=== Section Start ===

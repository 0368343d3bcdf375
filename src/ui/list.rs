// List rendering for selectable items.
// Provides the entity explorer, connection option rows, and console views.

use chrono::{DateTime, Utc};
use ratatui::{prelude::*, widgets::*};

use crate::graph::{DependencyOption, EntityInfoLookup};
use crate::state::{ConsoleLevel, ConsoleMessage, SelectableList};

/// Format a timestamp as relative time (e.g., "2h ago").
pub fn format_relative_time(dt: &DateTime<Utc>) -> String {
    let now = Utc::now();
    let duration = now.signed_duration_since(*dt);

    if duration.num_days() > 0 {
        format!("{}d ago", duration.num_days())
    } else if duration.num_hours() > 0 {
        format!("{}h ago", duration.num_hours())
    } else if duration.num_minutes() > 0 {
        format!("{}m ago", duration.num_minutes())
    } else {
        "just now".to_string()
    }
}

fn level_color(level: ConsoleLevel) -> Color {
    match level {
        ConsoleLevel::Info => Color::White,
        ConsoleLevel::Warn => Color::Yellow,
        ConsoleLevel::Error => Color::Red,
    }
}

fn highlight_style() -> Style {
    Style::default()
        .bg(Color::DarkGray)
        .add_modifier(Modifier::BOLD)
}

/// Render an error message.
pub fn render_error(frame: &mut Frame, area: Rect, error: &str) {
    let text = Paragraph::new(format!("❌ {}", error))
        .alignment(Alignment::Center)
        .style(Style::default().fg(Color::Red))
        .wrap(Wrap { trim: true });
    frame.render_widget(text, area);
}

/// Render an empty state message.
pub fn render_empty(frame: &mut Frame, area: Rect, message: &str) {
    let text = Paragraph::new(message)
        .alignment(Alignment::Center)
        .style(Style::default().fg(Color::DarkGray));
    frame.render_widget(text, area);
}

/// Render the entity explorer.
pub fn render_entity_list(
    frame: &mut Frame,
    list: &mut SelectableList<String>,
    lookup: &EntityInfoLookup,
    selected_entity: Option<&str>,
    area: Rect,
) {
    let block = Block::default().borders(Borders::ALL).title(" Entities ");

    if list.is_empty() {
        let inner = block.inner(area);
        frame.render_widget(block, area);
        render_empty(frame, inner, "No entities");
        return;
    }

    let items: Vec<ListItem> = list
        .items
        .iter()
        .map(|name| {
            let icon = lookup.lookup(name).map(|info| info.icon).unwrap_or("·");
            let style = if Some(name.as_str()) == selected_entity {
                Style::default().fg(Color::Cyan)
            } else {
                Style::default().fg(Color::White)
            };
            ListItem::new(Line::from(vec![
                Span::raw(format!("{} ", icon)),
                Span::styled(name.as_str(), style),
            ]))
        })
        .collect();

    let list_widget = List::new(items)
        .block(block)
        .highlight_style(highlight_style())
        .highlight_symbol("> ");

    frame.render_stateful_widget(list_widget, area, &mut list.list_state);
}

/// One dropdown row: icon, entity name, and the datasource for actions.
pub fn option_item<'a>(option: &'a DependencyOption, lookup: &EntityInfoLookup) -> ListItem<'a> {
    let info = lookup.lookup(&option.value);
    let icon = info.as_ref().map(|i| i.icon).unwrap_or("?");

    let mut spans = vec![
        Span::raw(format!("{} ", icon)),
        Span::styled(option.label.as_str(), Style::default().fg(Color::White)),
    ];

    if let Some(datasource) = info
        .and_then(|i| i.datasource_name)
        .filter(|name| !name.is_empty())
    {
        spans.push(Span::styled(
            format!(" from {}", datasource),
            Style::default().fg(Color::DarkGray),
        ));
    }

    ListItem::new(Line::from(spans))
}

/// Render console messages (Logs and Errors tabs).
pub fn render_console<'a>(
    frame: &mut Frame,
    messages: impl Iterator<Item = &'a ConsoleMessage>,
    list_state: &mut ListState,
    area: Rect,
    empty_message: &str,
) {
    let items: Vec<ListItem> = messages
        .map(|m| {
            ListItem::new(Line::from(vec![
                Span::styled(
                    format!("{:>9} ", format_relative_time(&m.timestamp)),
                    Style::default().fg(Color::DarkGray),
                ),
                Span::styled(m.message.as_str(), Style::default().fg(level_color(m.level))),
            ]))
        })
        .collect();

    if items.is_empty() {
        render_empty(frame, area, empty_message);
        return;
    }

    let list_widget = List::new(items).highlight_style(highlight_style());
    frame.render_stateful_widget(list_widget, area, list_state);
}

#[cfg(test)]
mod tests {
    use super::*;

    #[test]
    fn test_format_relative_time() {
        let now = Utc::now();
        assert_eq!(format_relative_time(&now), "just now");
        assert_eq!(
            format_relative_time(&(now - chrono::Duration::minutes(5))),
            "5m ago"
        );
        assert_eq!(
            format_relative_time(&(now - chrono::Duration::hours(3))),
            "3h ago"
        );
        assert_eq!(
            format_relative_time(&(now - chrono::Duration::days(2))),
            "2d ago"
        );
    }
}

=== Section End ===

The answer must hold only the lines from the first line of the data through the line bearing "let duration = now.signed_duration_since(*dt);", returned exactly.

■ Result of this task ■
repository 0368343d3bcdf375
filename src/ui/list.rs
// List rendering for selectable items.
// Provides the entity explorer, connection option rows, and console views.

use chrono::{DateTime, Utc};
use ratatui::{prelude::*, widgets::*};

use crate::graph::{DependencyOption, EntityInfoLookup};
use crate::state::{ConsoleLevel, ConsoleMessage, SelectableList};

/// Format a timestamp as relative time (e.g., "2h ago").
pub fn format_relative_time(dt: &DateTime<Utc>) -> String {
    let now = Utc::now();
    let duration = now.signed_duration_since(*dt);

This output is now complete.